### Material provided
---

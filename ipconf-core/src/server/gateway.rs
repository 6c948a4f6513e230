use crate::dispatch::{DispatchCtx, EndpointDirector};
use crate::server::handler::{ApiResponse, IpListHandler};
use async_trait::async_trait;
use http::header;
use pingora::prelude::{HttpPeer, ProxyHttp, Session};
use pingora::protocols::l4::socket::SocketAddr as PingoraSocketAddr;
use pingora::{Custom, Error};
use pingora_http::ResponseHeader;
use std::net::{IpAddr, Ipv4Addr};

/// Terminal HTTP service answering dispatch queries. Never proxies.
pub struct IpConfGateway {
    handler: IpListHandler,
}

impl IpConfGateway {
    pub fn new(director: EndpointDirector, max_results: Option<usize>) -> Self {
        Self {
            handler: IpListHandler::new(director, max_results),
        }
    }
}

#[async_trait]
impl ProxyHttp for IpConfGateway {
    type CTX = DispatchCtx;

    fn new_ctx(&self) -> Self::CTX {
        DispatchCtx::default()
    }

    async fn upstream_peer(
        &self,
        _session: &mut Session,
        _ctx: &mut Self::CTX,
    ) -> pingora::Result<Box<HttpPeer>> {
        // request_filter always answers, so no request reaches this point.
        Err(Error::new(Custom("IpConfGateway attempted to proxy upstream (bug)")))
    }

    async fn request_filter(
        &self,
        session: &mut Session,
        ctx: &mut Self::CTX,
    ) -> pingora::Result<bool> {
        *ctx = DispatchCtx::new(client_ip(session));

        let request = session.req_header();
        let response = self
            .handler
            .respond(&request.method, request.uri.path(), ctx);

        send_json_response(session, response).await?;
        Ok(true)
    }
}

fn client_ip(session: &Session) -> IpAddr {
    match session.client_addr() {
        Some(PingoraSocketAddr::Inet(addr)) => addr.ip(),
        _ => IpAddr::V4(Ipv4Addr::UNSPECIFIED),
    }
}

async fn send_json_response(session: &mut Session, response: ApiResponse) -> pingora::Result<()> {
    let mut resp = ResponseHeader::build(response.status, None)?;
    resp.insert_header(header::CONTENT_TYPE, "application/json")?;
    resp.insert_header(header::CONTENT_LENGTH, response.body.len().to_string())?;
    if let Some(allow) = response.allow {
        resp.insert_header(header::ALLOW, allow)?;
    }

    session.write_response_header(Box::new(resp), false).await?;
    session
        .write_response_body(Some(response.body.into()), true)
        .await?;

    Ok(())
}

---

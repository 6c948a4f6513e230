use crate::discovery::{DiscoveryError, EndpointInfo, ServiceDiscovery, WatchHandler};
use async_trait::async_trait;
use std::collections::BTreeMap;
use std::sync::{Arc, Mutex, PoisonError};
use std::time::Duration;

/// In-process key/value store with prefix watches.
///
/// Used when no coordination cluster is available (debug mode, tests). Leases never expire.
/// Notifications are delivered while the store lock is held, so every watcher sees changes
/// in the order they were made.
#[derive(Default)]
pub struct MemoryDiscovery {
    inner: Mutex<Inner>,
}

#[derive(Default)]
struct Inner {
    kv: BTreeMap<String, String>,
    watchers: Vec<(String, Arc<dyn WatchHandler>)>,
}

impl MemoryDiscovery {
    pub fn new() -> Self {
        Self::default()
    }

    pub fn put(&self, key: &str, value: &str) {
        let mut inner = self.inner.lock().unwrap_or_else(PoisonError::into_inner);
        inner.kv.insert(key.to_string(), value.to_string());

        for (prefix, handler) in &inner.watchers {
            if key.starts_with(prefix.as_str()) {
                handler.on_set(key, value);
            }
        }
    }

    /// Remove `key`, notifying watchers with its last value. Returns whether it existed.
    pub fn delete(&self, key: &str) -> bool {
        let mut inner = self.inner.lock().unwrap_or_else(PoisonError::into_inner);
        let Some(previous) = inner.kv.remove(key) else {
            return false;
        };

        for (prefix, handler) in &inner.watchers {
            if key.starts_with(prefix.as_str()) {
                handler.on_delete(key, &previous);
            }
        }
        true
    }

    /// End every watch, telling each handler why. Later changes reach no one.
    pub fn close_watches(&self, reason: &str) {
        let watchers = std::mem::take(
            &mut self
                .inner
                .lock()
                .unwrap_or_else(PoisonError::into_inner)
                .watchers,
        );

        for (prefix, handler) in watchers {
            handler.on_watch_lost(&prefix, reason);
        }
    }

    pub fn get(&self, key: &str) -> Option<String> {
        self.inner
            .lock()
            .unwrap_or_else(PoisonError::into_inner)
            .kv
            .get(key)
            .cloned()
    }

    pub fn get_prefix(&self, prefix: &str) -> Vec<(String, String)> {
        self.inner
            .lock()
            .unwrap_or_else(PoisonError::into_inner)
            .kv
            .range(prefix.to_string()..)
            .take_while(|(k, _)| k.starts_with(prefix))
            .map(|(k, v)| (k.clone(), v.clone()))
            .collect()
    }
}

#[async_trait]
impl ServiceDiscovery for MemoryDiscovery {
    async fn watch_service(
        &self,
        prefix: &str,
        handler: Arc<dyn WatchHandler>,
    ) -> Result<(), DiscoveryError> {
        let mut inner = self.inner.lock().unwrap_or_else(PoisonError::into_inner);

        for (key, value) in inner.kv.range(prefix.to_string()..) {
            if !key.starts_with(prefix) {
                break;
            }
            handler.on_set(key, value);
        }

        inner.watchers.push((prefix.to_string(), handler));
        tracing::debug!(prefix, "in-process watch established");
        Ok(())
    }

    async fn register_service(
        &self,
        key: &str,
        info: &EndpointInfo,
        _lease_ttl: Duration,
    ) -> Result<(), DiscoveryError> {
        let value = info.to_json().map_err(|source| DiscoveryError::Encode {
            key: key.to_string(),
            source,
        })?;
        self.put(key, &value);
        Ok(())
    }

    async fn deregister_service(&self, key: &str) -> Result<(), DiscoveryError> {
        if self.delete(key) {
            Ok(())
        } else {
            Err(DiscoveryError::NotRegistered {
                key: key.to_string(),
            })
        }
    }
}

---

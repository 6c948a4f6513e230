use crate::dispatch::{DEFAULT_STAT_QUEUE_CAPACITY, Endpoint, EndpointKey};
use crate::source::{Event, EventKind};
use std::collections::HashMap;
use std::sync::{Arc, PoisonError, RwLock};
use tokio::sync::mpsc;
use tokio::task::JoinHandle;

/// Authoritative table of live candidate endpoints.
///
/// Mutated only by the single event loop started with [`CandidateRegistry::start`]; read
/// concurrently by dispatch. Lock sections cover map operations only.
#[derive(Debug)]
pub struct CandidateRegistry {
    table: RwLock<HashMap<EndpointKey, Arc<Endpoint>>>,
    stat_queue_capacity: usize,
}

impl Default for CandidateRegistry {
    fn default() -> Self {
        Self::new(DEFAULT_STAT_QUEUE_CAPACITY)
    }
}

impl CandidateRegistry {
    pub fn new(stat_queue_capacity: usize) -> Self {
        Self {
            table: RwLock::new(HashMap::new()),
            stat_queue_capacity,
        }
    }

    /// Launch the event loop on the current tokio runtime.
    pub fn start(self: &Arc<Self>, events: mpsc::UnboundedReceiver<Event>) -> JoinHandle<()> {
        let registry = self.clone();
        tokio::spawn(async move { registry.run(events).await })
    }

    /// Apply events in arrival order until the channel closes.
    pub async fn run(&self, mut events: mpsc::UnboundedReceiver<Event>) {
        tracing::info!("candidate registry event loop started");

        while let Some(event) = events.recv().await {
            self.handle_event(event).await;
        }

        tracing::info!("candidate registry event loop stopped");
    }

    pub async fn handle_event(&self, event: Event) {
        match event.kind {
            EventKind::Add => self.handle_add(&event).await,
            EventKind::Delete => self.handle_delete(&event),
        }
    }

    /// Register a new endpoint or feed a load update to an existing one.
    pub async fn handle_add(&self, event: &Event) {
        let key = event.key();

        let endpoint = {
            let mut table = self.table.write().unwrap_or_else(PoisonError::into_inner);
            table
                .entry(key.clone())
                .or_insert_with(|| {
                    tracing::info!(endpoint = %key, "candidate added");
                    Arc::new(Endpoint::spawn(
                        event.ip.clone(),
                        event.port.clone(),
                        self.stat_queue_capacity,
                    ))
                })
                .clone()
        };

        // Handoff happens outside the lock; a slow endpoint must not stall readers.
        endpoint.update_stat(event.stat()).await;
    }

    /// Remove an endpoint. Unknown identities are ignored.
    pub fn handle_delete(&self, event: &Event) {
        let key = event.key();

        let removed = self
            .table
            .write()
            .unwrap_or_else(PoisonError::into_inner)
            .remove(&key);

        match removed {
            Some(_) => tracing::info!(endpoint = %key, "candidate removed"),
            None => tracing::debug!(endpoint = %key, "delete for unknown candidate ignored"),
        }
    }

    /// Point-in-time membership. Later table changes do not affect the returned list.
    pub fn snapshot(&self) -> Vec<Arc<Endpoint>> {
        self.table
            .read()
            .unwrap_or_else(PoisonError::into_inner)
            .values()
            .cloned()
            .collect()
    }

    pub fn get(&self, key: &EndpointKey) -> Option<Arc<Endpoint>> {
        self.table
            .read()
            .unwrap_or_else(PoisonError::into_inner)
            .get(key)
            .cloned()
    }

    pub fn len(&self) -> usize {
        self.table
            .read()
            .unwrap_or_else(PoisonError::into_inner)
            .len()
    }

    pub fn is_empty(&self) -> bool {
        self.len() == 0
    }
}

---

### Problem to solve
The answer must be every line of the records that contains the word "changes".

### Solved problem
/// Notifications are delivered while the store lock is held, so every watcher sees changes
    /// End every watch, telling each handler why. Later changes reach no one.
    /// Point-in-time membership. Later table changes do not affect the returned list.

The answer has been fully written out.